Archive for the 'Sikkim' Category

The North-East Divide

In the aftermath of India turning into a senior citizen, we witness a terrorism of a new kind – the chasing of the North East clan away from Bengaluru. And the mass exodus proves just this point – that we, the people from North East India don’t really feel either safe or secure in our homeland aka the non-Chinky part of India. Its bad enough that we don’t look like regular Indians so much so that the remaining North Easterners (whoever are left back in Bengaluru) are easily walking bulls-eye target for such kind of threats to be executed.

And the worst part is, no one really knows or cares about the difference between an Assamese or a Manipuri or between a Sikkimese or say, a Naga. Just like to the rest of us, there is really no difference between say, a Malayali and a Tamilian. Call it racism, thats just how it is in a typical 28-state third world country like ours.

I love Bengaluru, I have been there umpteen times. My best friends live there and I go there to visit them every couple of years. I find it hard to imagine the fear and terror invoked in just a couple of days when people just like me are fleeing back to their respective states in a state of mental panic. Who would blame them when we continue to live in such a world where terror attacks have become a common enough thing.

The fact that the TV is full of images of people thronging away in the railway platform is borderline ridiculous. I cannot imagine their plight as they look forward to make the three to four day journey back home in what could perhaps be described best as (Shashi Tharoor’s) cattle class situation.

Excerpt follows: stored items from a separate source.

use anyhow::{Context, Result};
use clap::{Parser, Subcommand};
use log::{debug, info};
use std::path::PathBuf;

use labreport_core::LabConfig;

mod commands;
mod display;

#[derive(Parser, Debug)]
#[clap(author, version, about = "Browse lab test databases and build PDF test reports")]
struct Args {
    /// Config file path
    #[clap(short, long, env = "LABREPORT_CONFIG")]
    config: Option<String>,

    /// Directory reports are written to
    #[clap(long, env = "LABREPORT_REPORTS_DIR")]
    reports_dir: Option<PathBuf>,

    /// Directory holding logos and the header info file
    #[clap(long, env = "LABREPORT_RESOURCES_DIR")]
    resources_dir: Option<PathBuf>,

    /// Directory of local test databases
    #[clap(long, env = "LABREPORT_DATABASES_DIR")]
    databases_dir: Option<PathBuf>,

    /// Log level when RUST_LOG is not set
    #[clap(long, env = "LABREPORT_LOG_LEVEL")]
    log_level: Option<String>,

    #[clap(subcommand)]
    command: Command,
}

/// Test selection shared by the per-test commands
#[derive(clap::Args, Debug)]
struct TestArgs {
    /// Test database
    db: PathBuf,

    /// Test identifier
    #[clap(long)]
    id: String,

    /// Test type (DSC_OIT, MFI, VICAT); inferred from the file name if omitted
    #[clap(long = "type")]
    test_type: Option<String>,

    /// Line number, required for VICAT
    #[clap(long)]
    line: Option<i64>,
}

#[derive(Subcommand, Debug)]
enum Command {
    /// List known databases and the roles of their tables
    Tables {
        /// Databases to inspect; defaults to the databases directory
        dbs: Vec<PathBuf>,
    },

    /// Show the summary tables of a database
    Browse {
        /// Test database
        db: PathBuf,

        /// Only rows whose id contains this text
        #[clap(long)]
        id: Option<String>,

        /// Only rows of this day (yyyy-mm-dd)
        #[clap(long)]
        date: Option<String>,
    },

    /// Show the detail rows of one test
    Details(TestArgs),

    /// Build the PDF report of one test
    Report {
        #[clap(flatten)]
        test: TestArgs,

        /// Output file name inside the reports directory
        #[clap(short, long)]
        output: Option<String>,
    },

    /// Export the smoothed charts of one test as PNG images
    Plot {
        #[clap(flatten)]
        test: TestArgs,

        /// Directory for the images
        #[clap(long, default_value = "plots")]
        out_dir: PathBuf,
    },

    /// Fetch a database from a lab machine
    Fetch {
        /// Remote file path
        remote: String,

        /// Host; omit to use a saved credential
        #[clap(long)]
        host: Option<String>,

        /// User name
        #[clap(long)]
        user: Option<String>,

        /// Password
        #[clap(long, env = "LABREPORT_PASSWORD", hide_env_values = true)]
        password: Option<String>,

        /// Index of a saved credential
        #[clap(long)]
        saved: Option<usize>,

        /// Save the given credential for later use
        #[clap(long)]
        save: bool,
    },

    /// Export a raw material summary as text or QR code
    Material {
        /// Raw material
        #[clap(long)]
        raw: String,

        /// Component as name:percent:supplier, repeatable
        #[clap(long = "component")]
        components: Vec<String>,

        /// Manufacturing date
        #[clap(long)]
        date: String,

        /// Write the summary to this text file
        #[clap(long)]
        txt: Option<PathBuf>,

        /// Write the summary as a QR code PNG
        #[clap(long)]
        qr: Option<PathBuf>,
    },
}

fn main() -> Result<()> {
    dotenvy::dotenv().ok();

    // Parse command-line arguments
    let args = Args::parse();

    // Load configuration
    let mut config = LabConfig::new();
    if let Some(config_path) = &args.config {
        config = LabConfig::from_file(config_path)
            .with_context(|| format!("failed to load config {}", config_path))?;
    }

    // Override config with command-line arguments
    if let Some(reports_dir) = args.reports_dir {
        config.report.reports_dir = reports_dir;
    }
    if let Some(resources_dir) = args.resources_dir {
        config.report.resources_dir = resources_dir;
    }
    if let Some(databases_dir) = args.databases_dir {
        config.client.databases_dir = databases_dir;
    }
    if let Some(log_level) = args.log_level {
        config.log_level = log_level;
    }

    // Initialize logging
    env_logger::init_from_env(
        env_logger::Env::default().filter_or(env_logger::DEFAULT_FILTER_ENV, config.log_level.as_str()),
    );
    debug!("Using configuration {:?}", config);

    match args.command {
        Command::Tables { dbs } => commands::tables(&config, &dbs),
        Command::Browse { db, id, date } => commands::browse(&db, id.as_deref(), date.as_deref()),
        Command::Details(test) => commands::details(&config, &test),
        Command::Report { test, output } => {
            let path = commands::report(&config, &test, output.as_deref())?;
            info!("Report ready");
            println!("{}", path.display());
            Ok(())
        }
        Command::Plot { test, out_dir } => commands::plot(&config, &test, &out_dir),
        Command::Fetch {
            remote,
            host,
            user,
            password,
            saved,
            save,
        } => commands::fetch(&config, &remote, host, user, password, saved, save),
        Command::Material {
            raw,
            components,
            date,
            txt,
            qr,
        } => commands::material(&raw, &components, &date, txt.as_deref(), qr.as_deref()),
    }
}
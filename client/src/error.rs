//! Error types for the client crate
//!
//! This module provides the error type for credential storage, remote
//! retrieval and summary export.

use std::io;
use thiserror::Error;

use labreport_core::CoreError;

/// Error type for client operations
#[derive(Error, Debug)]
pub enum ClientError {
    /// IO error
    #[error("IO error: {0}")]
    Io(#[from] io::Error),

    /// QR code encoding error
    #[error("QR code error: {0}")]
    Qr(#[from] qrcode::types::QrError),

    /// Image encoding error
    #[error("Image error: {0}")]
    Image(#[from] image::ImageError),

    /// Remote transfer error
    #[error("Remote error: {0}")]
    Remote(String),

    /// Credential that cannot be stored
    #[error("Invalid credential: {0}")]
    InvalidCredential(String),

    /// A required field is empty
    #[error("Missing field: {0}")]
    MissingField(String),

    /// Error from the core crate
    #[error(transparent)]
    Core(#[from] CoreError),
}

/// Result type for client operations
pub type Result<T> = std::result::Result<T, ClientError>;

/// Convert a transfer failure to a Remote error
pub fn to_remote_error<E: std::fmt::Display>(err: E) -> ClientError {
    ClientError::Remote(err.to_string())
}

#[cfg(test)]
mod tests {
    use super::*;

    #[test]
    fn test_error_display() {
        let err = to_remote_error("connection refused");
        assert_eq!(err.to_string(), "Remote error: connection refused");

        let err: ClientError = io::Error::new(io::ErrorKind::NotFound, "gone").into();
        assert!(matches!(err, ClientError::Io(_)));

        let err = ClientError::MissingField("raw material".to_string());
        assert_eq!(err.to_string(), "Missing field: raw material");
    }
}
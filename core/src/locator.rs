//! Test location
//!
//! Turns a database path and a selected summary row into a [`TestRecord`].

use std::path::Path;
use log::debug;

use crate::error::{CoreError, Result};
use crate::models::{LineNumber, SelectedRow, TestRecord, TestType, Value};
use crate::utils::string::StringUtils;

const TEST_ID_TOKEN: &str = "testid";
const LINE_TOKEN: &str = "hat";

/// Locate the test a selected row refers to.
///
/// The test type comes from the database file name, the test identifier
/// from the first column whose name contains `TestId` and, for VICAT, the
/// line from the first column whose name contains `Hat`.
pub fn locate(db_path: &Path, row: &SelectedRow) -> Result<TestRecord> {
    let test_type = TestType::from_path(db_path)?;

    let (id_column, id_text) = find_cell(row, TEST_ID_TOKEN).ok_or_else(|| {
        CoreError::InvalidTestIdentifier(format!(
            "no TestId column among {:?}",
            row.headers().collect::<Vec<_>>()
        ))
    })?;

    let line_cell = find_cell(row, LINE_TOKEN);
    if test_type.requires_line() && line_cell.is_none() {
        return Err(CoreError::MissingLineSelection(format!(
            "{} rows must come from a table with a line column",
            test_type
        )));
    }

    let test_id = parse_integer(id_column, id_text)?;

    let line = if test_type.requires_line() {
        match line_cell {
            Some((column, text)) => Some(LineNumber::new(parse_integer(column, text)?)?),
            None => None,
        }
    } else {
        None
    };

    debug!("Located {} test {} (line {:?}) in {}", test_type, test_id, line, db_path.display());
    TestRecord::new(test_type, test_id, line)
}

fn find_cell<'a>(row: &'a SelectedRow, token: &str) -> Option<(&'a str, &'a str)> {
    row.iter().find(|(header, _)| StringUtils::contains_token(header, token))
}

fn parse_integer(column: &str, text: &str) -> Result<i64> {
    Value::Text(text.to_string())
        .as_i64()
        .ok_or_else(|| CoreError::MalformedIdentifier {
            column: column.to_string(),
            value: text.to_string(),
        })
}
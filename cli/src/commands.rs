//! Subcommand handlers

use std::fs;
use std::path::{Path, PathBuf};
use anyhow::{anyhow, bail, Context, Result};
use chrono::NaiveDate;
use log::{info, warn};

use labreport_client::{export, fetch_into_catalog, Component, Credential, CredentialStore, MaterialRecord, RemoteFetcher};
use labreport_core::database::validate_database_path;
use labreport_core::extractor::{detail_views, summary_tables};
use labreport_core::filter::DATE_FORMAT;
use labreport_core::pipeline::visualize;
use labreport_core::{DatabaseCatalog, LabConfig, LineNumber, RowFilter, TestDatabase, TestRecord, TestType, Visualization};
use labreport_pdf::{export_png, ReportAssembler, ReportRequest};

use crate::display::{render_grid, render_table};
use crate::TestArgs;

/// List databases and the role of each table
pub fn tables(config: &LabConfig, dbs: &[PathBuf]) -> Result<()> {
    let mut catalog = DatabaseCatalog::new();
    if dbs.is_empty() {
        let dir = &config.client.databases_dir;
        catalog
            .add_dir(dir)
            .with_context(|| format!("failed to list databases in {}", dir.display()))?;
    }
    for db in dbs {
        catalog.add(db).with_context(|| format!("cannot add {}", db.display()))?;
    }

    for path in catalog.entries() {
        let db = TestDatabase::open(path)?;
        let test_type = TestType::from_path(path)
            .map(|t| t.to_string())
            .unwrap_or_else(|_| "?".to_string());
        println!("{} [{}]", path.display(), test_type);
        for (name, role) in db.classified_tables()? {
            println!("  {:<24} {}", name, role);
        }
    }
    Ok(())
}

/// Print the summary tables of a database, optionally filtered
pub fn browse(db_path: &Path, id: Option<&str>, date: Option<&str>) -> Result<()> {
    let mut filter = RowFilter::new();
    if let Some(id) = id {
        filter = filter.with_test_id(id);
    }
    if let Some(date) = date {
        let day = NaiveDate::parse_from_str(date.trim(), DATE_FORMAT)
            .with_context(|| format!("invalid date {:?}, expected yyyy-mm-dd", date))?;
        filter = filter.with_date(day);
    }

    let db = TestDatabase::open(db_path)?;
    let tables = summary_tables(&db)?;
    if tables.is_empty() {
        warn!("No summary tables in {}", db_path.display());
    }
    for table in tables {
        println!("{}", render_table(&filter.apply(&table)));
    }
    Ok(())
}

/// Print the detail rows of one test
pub fn details(config: &LabConfig, test: &TestArgs) -> Result<()> {
    let record = test_record(config, test)?;
    let db = TestDatabase::open(&test.db)?;

    let views = detail_views(&db, &record)?;
    if views.is_empty() {
        bail!("no detail tables in {}", test.db.display());
    }
    for view in views {
        println!("{}", view.title);
        println!("{}", render_table(&view.table));
    }
    Ok(())
}

/// Build the PDF report of one test and return its path
pub fn report(config: &LabConfig, test: &TestArgs, output: Option<&str>) -> Result<PathBuf> {
    validate_database_path(&test.db)?;
    let db = test.db.to_string_lossy();
    let test_type = match &test.test_type {
        Some(t) => t.clone(),
        None => TestType::from_path(&test.db)?.to_string(),
    };

    let request = ReportRequest::from_raw(
        &db,
        &test_type,
        &test.id,
        test.line,
        output,
        config.matching.fuzzy_threshold,
    )?;

    let assembler = ReportAssembler::new(config.report.clone());
    let path = assembler
        .create_report(&request)
        .with_context(|| format!("failed to build report for test {}", test.id))?;
    Ok(path)
}

/// Export the viewer charts of one test as PNG files, or print its table
pub fn plot(config: &LabConfig, test: &TestArgs, out_dir: &Path) -> Result<()> {
    let record = test_record(config, test)?;
    let db = TestDatabase::open(&test.db)?;
    let visualization = visualize(&db, &record, config.visualization.smoothing())?;

    match visualization {
        Visualization::NoData(reason) => println!("No valid data to plot: {}", reason),
        Visualization::Table(table) => println!("{}", render_grid(&table.full_headers(), &table.full_rows())),
        Visualization::Plots(groups) => {
            fs::create_dir_all(out_dir)?;
            let width = config.visualization.plot_width;
            let height = config.visualization.plot_height;
            for (i, group) in groups.iter().enumerate() {
                let path = out_dir.join(format!("{}_{}_{}.png", record.test_type, record.test_id, i + 1));
                if export_png(group, width, height, &path)? {
                    println!("{} -> {}", group.title, path.display());
                } else {
                    println!("{}: No valid data to plot", group.title);
                }
            }
        }
    }
    Ok(())
}

/// Fetch a remote database into the local databases directory
pub fn fetch(
    config: &LabConfig,
    remote: &str,
    host: Option<String>,
    user: Option<String>,
    password: Option<String>,
    saved: Option<usize>,
    save: bool,
) -> Result<()> {
    let store = CredentialStore::new(&config.client.credentials_file);

    let credential = match (saved, host) {
        (Some(index), _) => store
            .get(index)?
            .ok_or_else(|| anyhow!("no saved credential at index {}", index))?,
        (None, Some(host)) => {
            let user = user.ok_or_else(|| anyhow!("--user is required with --host"))?;
            let credential = Credential::new(host, user, password.unwrap_or_default());
            if save {
                store.append(&credential)?;
                info!("Saved credential for {}", credential.host);
            }
            credential
        }
        (None, None) => {
            let hosts = store.hosts()?;
            if hosts.is_empty() {
                bail!("give --host and --user, or save a credential first");
            }
            for (i, host) in hosts.iter().enumerate() {
                println!("[{}] {}", i, host);
            }
            bail!("pick a saved credential with --saved <index>");
        }
    };

    let fetcher = remote_fetcher()?;
    let (path, catalog) = fetch_and_list(&*fetcher, &credential, remote, &config.client.databases_dir)?;
    println!("Fetched {}", path.display());
    for entry in catalog.entries() {
        println!("  {}", entry.display());
    }
    Ok(())
}

/// Fetch `remote` into `databases_dir` and return it with the catalog of
/// every database now in that directory
fn fetch_and_list(
    fetcher: &dyn RemoteFetcher,
    credential: &Credential,
    remote: &str,
    databases_dir: &Path,
) -> Result<(PathBuf, DatabaseCatalog)> {
    let mut catalog = DatabaseCatalog::new();
    if databases_dir.is_dir() {
        catalog.add_dir(databases_dir)?;
    }
    let path = fetch_into_catalog(fetcher, credential, remote, databases_dir, &mut catalog)?;
    Ok((path, catalog))
}

#[cfg(feature = "sftp")]
fn remote_fetcher() -> Result<Box<dyn RemoteFetcher>> {
    Ok(Box::new(labreport_client::SftpFetcher::new()))
}

#[cfg(not(feature = "sftp"))]
fn remote_fetcher() -> Result<Box<dyn RemoteFetcher>> {
    bail!("remote fetch needs the `sftp` feature")
}

/// Export a raw material summary
pub fn material(raw: &str, components: &[String], date: &str, txt: Option<&Path>, qr: Option<&Path>) -> Result<()> {
    let components = components
        .iter()
        .map(|c| Component::parse(c).ok_or_else(|| anyhow!("invalid component {:?}, expected name:percent:supplier", c)))
        .collect::<Result<Vec<_>>>()?;
    let record = MaterialRecord::new(raw, components, date);

    if txt.is_none() && qr.is_none() {
        println!("{}", record.summary());
    }
    if let Some(path) = txt {
        export::save_material_text(&record, path)?;
    }
    if let Some(path) = qr {
        export::save_material_qr(&record, path)?;
    }
    Ok(())
}

fn test_record(config: &LabConfig, test: &TestArgs) -> Result<TestRecord> {
    validate_database_path(&test.db)?;
    let test_type = match &test.test_type {
        Some(t) => TestType::parse_fuzzy(t, config.matching.fuzzy_threshold)?,
        None => TestType::from_path(&test.db)
            .with_context(|| format!("cannot infer the test type of {}, pass --type", test.db.display()))?,
    };
    let test_id = test
        .id
        .trim()
        .parse::<i64>()
        .with_context(|| format!("test id {:?} is not an integer", test.id))?;
    let line = test.line.map(LineNumber::new).transpose()?;
    Ok(TestRecord::new(test_type, test_id, line)?)
}
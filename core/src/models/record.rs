//! Test records
//!
//! A test record names one test instance: its type, its identifier and,
//! for per-line tests, the production line it was run on.

use std::fmt::{Display, Formatter, Result as FmtResult};
use serde::{Serialize, Deserialize};

use super::test_type::TestType;
use crate::error::{CoreError, Result};

/// Production line of a VICAT test, 1 through 5
#[derive(Debug, Clone, Copy, PartialEq, Eq, Hash, PartialOrd, Ord, Serialize, Deserialize)]
#[serde(try_from = "i64", into = "i64")]
pub struct LineNumber(u8);

impl LineNumber {
    /// Lowest valid line
    pub const MIN: i64 = 1;

    /// Highest valid line
    pub const MAX: i64 = 5;

    /// Create a line number, rejecting values outside 1..=5
    pub fn new(value: i64) -> Result<Self> {
        if (Self::MIN..=Self::MAX).contains(&value) {
            Ok(LineNumber(value as u8))
        } else {
            Err(CoreError::InvalidLineNumber(value))
        }
    }

    /// The line as an integer
    pub fn get(&self) -> i64 {
        i64::from(self.0)
    }
}

impl TryFrom<i64> for LineNumber {
    type Error = CoreError;

    fn try_from(value: i64) -> Result<Self> {
        LineNumber::new(value)
    }
}

impl From<LineNumber> for i64 {
    fn from(line: LineNumber) -> Self {
        line.get()
    }
}

impl Display for LineNumber {
    fn fmt(&self, f: &mut Formatter<'_>) -> FmtResult {
        write!(f, "{}", self.0)
    }
}

/// One test instance inside a test database
#[derive(Debug, Clone, Copy, PartialEq, Eq, Hash, Serialize, Deserialize)]
pub struct TestRecord {
    /// Type of the test
    pub test_type: TestType,

    /// Test identifier
    pub test_id: i64,

    /// Line number; always present for VICAT and absent otherwise
    pub line: Option<LineNumber>,
}

impl TestRecord {
    /// Create a record.
    ///
    /// VICAT requires a line; the line is discarded for the other types.
    pub fn new(test_type: TestType, test_id: i64, line: Option<LineNumber>) -> Result<Self> {
        let line = if test_type.requires_line() {
            Some(line.ok_or_else(|| {
                CoreError::MissingLineSelection(format!("{} test {} needs a line number", test_type, test_id))
            })?)
        } else {
            None
        };

        Ok(TestRecord {
            test_type,
            test_id,
            line,
        })
    }

    /// Title of the detail view for this record
    pub fn view_title(&self) -> String {
        match self.line {
            Some(line) => format!("Test Id: {}, Hat No: {}", self.test_id, line),
            None => format!("Test Id: {}", self.test_id),
        }
    }

    /// File name of the PDF report for this record
    pub fn report_file_name(&self) -> String {
        match self.line {
            Some(line) => format!("{}_{}_{}_Report.pdf", self.test_type, self.test_id, line),
            None => format!("{}_{}_Report.pdf", self.test_type, self.test_id),
        }
    }
}

/// A row picked from a summary table, as (column header, cell text) pairs
#[derive(Debug, Clone, Default, PartialEq, Eq, Serialize, Deserialize)]
pub struct SelectedRow(pub Vec<(String, String)>);

impl SelectedRow {
    /// Create a selection from header/cell pairs
    pub fn new<I, K, V>(cells: I) -> Self
    where
        I: IntoIterator<Item = (K, V)>,
        K: Into<String>,
        V: Into<String>,
    {
        SelectedRow(cells.into_iter().map(|(k, v)| (k.into(), v.into())).collect())
    }

    /// Column headers, in order
    pub fn headers(&self) -> impl Iterator<Item = &str> {
        self.0.iter().map(|(h, _)| h.as_str())
    }

    /// Iterate over header/cell pairs
    pub fn iter(&self) -> impl Iterator<Item = (&str, &str)> {
        self.0.iter().map(|(h, v)| (h.as_str(), v.as_str()))
    }
}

So as my North Eastern clan return like flocking migratory birds to their respective states, I can only imagine that an eye for an eye would make our country finally immigration-free. Imagine a world where Sikkim is full of only Sikkimese people – we would have to forget how to speak Hindi and probably English too. Of course, the travel industry would have to commit mass suicide rather than face a lifetime of unemployment. Considering that most of us are lazy buggers who only want cushy government jobs, all work involving menial jobs would pile up while on the flip side, the infinite construction work converting Sikkim into a concrete jungle state would finally and no doubt, thankfully see its end.

Safe journey to all the people traveling home. And good luck to those who stayed behind. Hope you all stay safe.

Sikkim’s worst earthquake

It was a rainy sunday morning on the 18th and since we’d woken up late, we’d nearly put off our plans for sightseeing to Namchi’s Samdruptse and Solophok which is about two and a half hours from my place. We reached Namchi, South Sikkim about midday and spent the rest of the day there. We headed back home to Singtam in the evening when an earthquake of 6.8 richter scale hit our small state of Sikkim at around 6 pm. Ironically, we didnt really feel the quake since we were in the vehicle but we did see many people on the way running out of their homes in panic and several people outdoors along the highway. I assumed that a fight had broken out and we didnt bother to stop by and ask what was happening.

A few kilometres ahead, several vehicles came to a stand still and we had to stop because of the traffic jam. It was then terrified people all around us started talking about a huge earthquake that rocked the entire place and also caused a landslide right in the middle of the road. I could make out from the people’s petrified faces that they were really scared out of their wits and one lady even said that the quake had washed away her small wooden house in a landslide. The drivers of the vehicles ahead of us gathered the men and they ended up removing a small portion of the rocks which allowed us enough leeway to cross the road. We then proceeded our journey while I started frantically dialing our families to ensure they were ok.

Unfortunately, the mobile networks were totally jammed and none of us could get through to anyone. Then out of nowhere, my colleague got through my phone and said that the earthquake was so devastating that couple of buildings in Singtam had buckled down and that some people had succumbed to their deaths and several were injured who were being taken to the nearest hospitals. He also informed that the quake had hit Gangtok equally hard and that the devastation was state-wide.

I sent a silent prayer to god to keep our families safe and tried calling them again and again but to no avail. That was perhaps the darkest moment of our lives, when we didnt know if our loved ones were safe or not. It was only after about half an hour later that our phones started working and we talked with our families in Gangtok and were reassured that they were safe.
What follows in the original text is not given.